*** Begin section ***
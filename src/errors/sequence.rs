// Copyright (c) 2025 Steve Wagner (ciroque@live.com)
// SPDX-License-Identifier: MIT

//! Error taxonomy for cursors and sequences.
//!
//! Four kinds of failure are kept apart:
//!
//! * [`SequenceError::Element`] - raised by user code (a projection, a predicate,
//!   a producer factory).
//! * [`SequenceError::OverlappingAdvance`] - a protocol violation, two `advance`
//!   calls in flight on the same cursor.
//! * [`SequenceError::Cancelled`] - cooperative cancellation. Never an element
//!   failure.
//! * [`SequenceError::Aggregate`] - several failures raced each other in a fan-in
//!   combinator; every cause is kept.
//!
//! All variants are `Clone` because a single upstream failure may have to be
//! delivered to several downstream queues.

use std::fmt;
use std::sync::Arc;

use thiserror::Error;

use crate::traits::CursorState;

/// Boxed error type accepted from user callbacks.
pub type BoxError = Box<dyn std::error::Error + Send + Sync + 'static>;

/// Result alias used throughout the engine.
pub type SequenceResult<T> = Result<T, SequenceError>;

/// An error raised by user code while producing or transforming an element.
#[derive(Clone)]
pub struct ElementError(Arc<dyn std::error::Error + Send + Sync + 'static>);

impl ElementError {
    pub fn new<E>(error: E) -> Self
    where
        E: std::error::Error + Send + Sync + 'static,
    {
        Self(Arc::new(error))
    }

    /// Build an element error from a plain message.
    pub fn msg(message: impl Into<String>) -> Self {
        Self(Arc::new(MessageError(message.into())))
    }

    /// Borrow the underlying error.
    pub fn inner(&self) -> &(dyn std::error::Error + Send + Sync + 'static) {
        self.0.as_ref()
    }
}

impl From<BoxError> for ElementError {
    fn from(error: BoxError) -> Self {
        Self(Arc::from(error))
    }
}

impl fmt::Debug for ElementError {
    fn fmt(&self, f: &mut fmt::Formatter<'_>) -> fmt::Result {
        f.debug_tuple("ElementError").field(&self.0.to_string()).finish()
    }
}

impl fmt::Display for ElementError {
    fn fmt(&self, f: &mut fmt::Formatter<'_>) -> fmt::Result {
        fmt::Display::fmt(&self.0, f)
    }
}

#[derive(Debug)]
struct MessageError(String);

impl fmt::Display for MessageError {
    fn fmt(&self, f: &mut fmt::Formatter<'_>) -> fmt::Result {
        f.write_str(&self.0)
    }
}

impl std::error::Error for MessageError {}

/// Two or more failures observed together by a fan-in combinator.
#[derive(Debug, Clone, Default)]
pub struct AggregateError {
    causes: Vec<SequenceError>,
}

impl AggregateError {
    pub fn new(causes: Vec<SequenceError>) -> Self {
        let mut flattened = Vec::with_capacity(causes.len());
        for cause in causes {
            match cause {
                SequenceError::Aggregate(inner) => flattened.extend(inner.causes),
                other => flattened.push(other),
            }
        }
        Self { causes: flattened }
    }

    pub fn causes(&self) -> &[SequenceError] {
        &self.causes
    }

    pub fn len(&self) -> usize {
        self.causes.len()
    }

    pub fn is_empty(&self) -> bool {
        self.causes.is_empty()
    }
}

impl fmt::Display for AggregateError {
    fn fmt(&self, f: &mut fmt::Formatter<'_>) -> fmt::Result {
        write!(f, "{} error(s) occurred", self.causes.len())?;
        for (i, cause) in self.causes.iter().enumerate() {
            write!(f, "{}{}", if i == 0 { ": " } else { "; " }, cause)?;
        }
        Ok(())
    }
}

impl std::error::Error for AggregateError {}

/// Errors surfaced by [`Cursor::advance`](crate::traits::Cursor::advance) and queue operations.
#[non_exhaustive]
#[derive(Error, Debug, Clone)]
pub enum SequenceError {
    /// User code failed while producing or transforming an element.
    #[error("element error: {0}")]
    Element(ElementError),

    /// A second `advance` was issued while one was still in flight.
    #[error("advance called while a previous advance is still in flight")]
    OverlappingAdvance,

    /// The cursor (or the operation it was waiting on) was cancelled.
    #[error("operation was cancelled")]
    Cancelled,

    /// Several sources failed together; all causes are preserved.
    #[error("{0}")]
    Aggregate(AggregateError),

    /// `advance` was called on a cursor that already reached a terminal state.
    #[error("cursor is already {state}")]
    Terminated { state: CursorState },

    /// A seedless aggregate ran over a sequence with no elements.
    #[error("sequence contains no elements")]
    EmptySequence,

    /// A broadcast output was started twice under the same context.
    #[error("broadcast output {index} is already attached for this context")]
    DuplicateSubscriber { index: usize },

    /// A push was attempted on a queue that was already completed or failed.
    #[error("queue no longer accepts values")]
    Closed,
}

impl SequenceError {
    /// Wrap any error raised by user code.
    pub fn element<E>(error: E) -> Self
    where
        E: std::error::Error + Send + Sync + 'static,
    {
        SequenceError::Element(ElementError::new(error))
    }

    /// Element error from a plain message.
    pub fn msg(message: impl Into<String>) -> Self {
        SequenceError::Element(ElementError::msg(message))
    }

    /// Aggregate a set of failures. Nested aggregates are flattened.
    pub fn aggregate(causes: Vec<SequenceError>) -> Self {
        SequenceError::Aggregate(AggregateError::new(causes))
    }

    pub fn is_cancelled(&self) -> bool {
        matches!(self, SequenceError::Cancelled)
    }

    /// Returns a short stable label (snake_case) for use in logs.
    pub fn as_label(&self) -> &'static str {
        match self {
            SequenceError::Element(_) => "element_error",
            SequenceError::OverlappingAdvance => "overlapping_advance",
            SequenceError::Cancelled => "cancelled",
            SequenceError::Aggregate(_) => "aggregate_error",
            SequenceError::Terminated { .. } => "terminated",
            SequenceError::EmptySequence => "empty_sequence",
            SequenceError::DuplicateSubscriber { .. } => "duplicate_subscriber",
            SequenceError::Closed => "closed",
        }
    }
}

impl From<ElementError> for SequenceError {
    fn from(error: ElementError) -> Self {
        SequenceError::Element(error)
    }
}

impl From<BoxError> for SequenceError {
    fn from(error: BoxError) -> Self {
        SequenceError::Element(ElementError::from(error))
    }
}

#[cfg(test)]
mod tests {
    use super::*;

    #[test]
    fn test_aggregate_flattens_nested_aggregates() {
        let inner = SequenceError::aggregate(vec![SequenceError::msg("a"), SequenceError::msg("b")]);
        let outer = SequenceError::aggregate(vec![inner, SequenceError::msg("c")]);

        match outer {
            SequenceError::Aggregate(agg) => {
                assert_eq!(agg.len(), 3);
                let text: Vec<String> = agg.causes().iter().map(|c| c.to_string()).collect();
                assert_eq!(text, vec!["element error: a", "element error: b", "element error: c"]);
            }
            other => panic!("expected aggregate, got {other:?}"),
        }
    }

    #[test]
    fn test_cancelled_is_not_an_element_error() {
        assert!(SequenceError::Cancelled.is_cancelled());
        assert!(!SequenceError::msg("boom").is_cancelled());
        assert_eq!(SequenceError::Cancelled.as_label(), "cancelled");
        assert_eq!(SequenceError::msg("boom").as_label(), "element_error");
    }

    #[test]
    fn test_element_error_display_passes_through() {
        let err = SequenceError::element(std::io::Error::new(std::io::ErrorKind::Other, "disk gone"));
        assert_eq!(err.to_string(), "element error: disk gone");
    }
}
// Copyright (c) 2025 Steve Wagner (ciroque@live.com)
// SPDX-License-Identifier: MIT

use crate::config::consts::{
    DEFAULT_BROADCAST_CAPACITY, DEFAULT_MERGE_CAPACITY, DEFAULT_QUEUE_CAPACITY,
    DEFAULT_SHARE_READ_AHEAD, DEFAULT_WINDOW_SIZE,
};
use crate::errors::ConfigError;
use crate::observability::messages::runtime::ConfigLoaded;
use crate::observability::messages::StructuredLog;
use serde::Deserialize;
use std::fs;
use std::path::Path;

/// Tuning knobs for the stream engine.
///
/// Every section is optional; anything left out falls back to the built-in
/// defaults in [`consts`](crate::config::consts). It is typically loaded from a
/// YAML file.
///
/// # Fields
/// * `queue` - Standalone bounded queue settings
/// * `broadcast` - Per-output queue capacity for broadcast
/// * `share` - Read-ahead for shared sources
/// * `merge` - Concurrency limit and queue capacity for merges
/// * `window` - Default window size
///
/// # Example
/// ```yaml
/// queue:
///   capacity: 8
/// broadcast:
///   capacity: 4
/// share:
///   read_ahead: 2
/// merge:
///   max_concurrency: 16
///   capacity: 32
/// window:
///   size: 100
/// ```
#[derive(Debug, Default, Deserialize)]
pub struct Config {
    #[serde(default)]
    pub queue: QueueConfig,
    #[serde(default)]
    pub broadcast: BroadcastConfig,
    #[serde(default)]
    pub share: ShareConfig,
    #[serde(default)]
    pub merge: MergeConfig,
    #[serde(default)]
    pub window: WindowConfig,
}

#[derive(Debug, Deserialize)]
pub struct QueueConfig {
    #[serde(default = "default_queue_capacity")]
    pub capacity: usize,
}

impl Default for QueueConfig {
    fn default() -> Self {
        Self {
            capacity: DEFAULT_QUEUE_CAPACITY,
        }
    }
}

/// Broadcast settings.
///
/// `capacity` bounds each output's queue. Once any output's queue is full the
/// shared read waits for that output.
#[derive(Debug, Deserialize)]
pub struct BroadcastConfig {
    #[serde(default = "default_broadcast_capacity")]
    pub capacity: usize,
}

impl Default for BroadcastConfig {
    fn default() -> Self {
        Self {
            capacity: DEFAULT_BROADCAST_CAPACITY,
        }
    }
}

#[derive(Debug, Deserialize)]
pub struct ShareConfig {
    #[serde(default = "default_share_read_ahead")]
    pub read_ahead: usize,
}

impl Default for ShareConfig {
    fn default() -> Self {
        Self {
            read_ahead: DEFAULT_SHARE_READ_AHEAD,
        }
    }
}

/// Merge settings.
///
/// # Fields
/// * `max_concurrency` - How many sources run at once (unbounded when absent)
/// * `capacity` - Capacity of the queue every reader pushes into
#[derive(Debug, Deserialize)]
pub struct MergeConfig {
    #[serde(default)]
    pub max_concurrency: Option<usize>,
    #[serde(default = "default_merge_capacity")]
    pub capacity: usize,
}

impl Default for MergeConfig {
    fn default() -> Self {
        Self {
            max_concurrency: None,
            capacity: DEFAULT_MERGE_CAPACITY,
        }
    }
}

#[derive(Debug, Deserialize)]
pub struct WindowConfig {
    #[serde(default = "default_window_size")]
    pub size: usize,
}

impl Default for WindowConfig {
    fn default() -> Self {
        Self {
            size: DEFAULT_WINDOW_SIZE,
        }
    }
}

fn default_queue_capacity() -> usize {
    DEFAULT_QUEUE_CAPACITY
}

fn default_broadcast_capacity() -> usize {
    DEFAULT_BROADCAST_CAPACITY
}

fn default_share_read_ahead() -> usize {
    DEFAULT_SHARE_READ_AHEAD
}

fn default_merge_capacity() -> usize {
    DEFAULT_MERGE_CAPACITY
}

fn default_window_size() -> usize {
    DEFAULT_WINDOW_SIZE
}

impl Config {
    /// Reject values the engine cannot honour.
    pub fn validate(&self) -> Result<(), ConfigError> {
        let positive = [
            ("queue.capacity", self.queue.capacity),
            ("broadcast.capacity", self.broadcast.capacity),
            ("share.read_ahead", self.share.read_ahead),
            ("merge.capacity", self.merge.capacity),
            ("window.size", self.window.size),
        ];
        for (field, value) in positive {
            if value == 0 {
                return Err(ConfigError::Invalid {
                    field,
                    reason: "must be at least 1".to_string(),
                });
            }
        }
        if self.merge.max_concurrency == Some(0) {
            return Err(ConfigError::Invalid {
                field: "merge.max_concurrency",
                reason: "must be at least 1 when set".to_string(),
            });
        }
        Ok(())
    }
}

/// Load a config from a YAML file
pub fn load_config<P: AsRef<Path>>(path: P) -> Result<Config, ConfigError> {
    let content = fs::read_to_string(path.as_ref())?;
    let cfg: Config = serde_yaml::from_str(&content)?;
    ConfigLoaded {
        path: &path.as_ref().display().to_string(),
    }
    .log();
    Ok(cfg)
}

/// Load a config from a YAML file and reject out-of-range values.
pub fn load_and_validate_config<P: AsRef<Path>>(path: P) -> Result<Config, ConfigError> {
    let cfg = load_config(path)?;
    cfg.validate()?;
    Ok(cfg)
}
*** End section ***
**WHAT THIS TASK INVOLVES**
Your reply must be a single number: the count of lines in the listing that hold "shared".

**SOLUTION TO THE PROBLEM**
2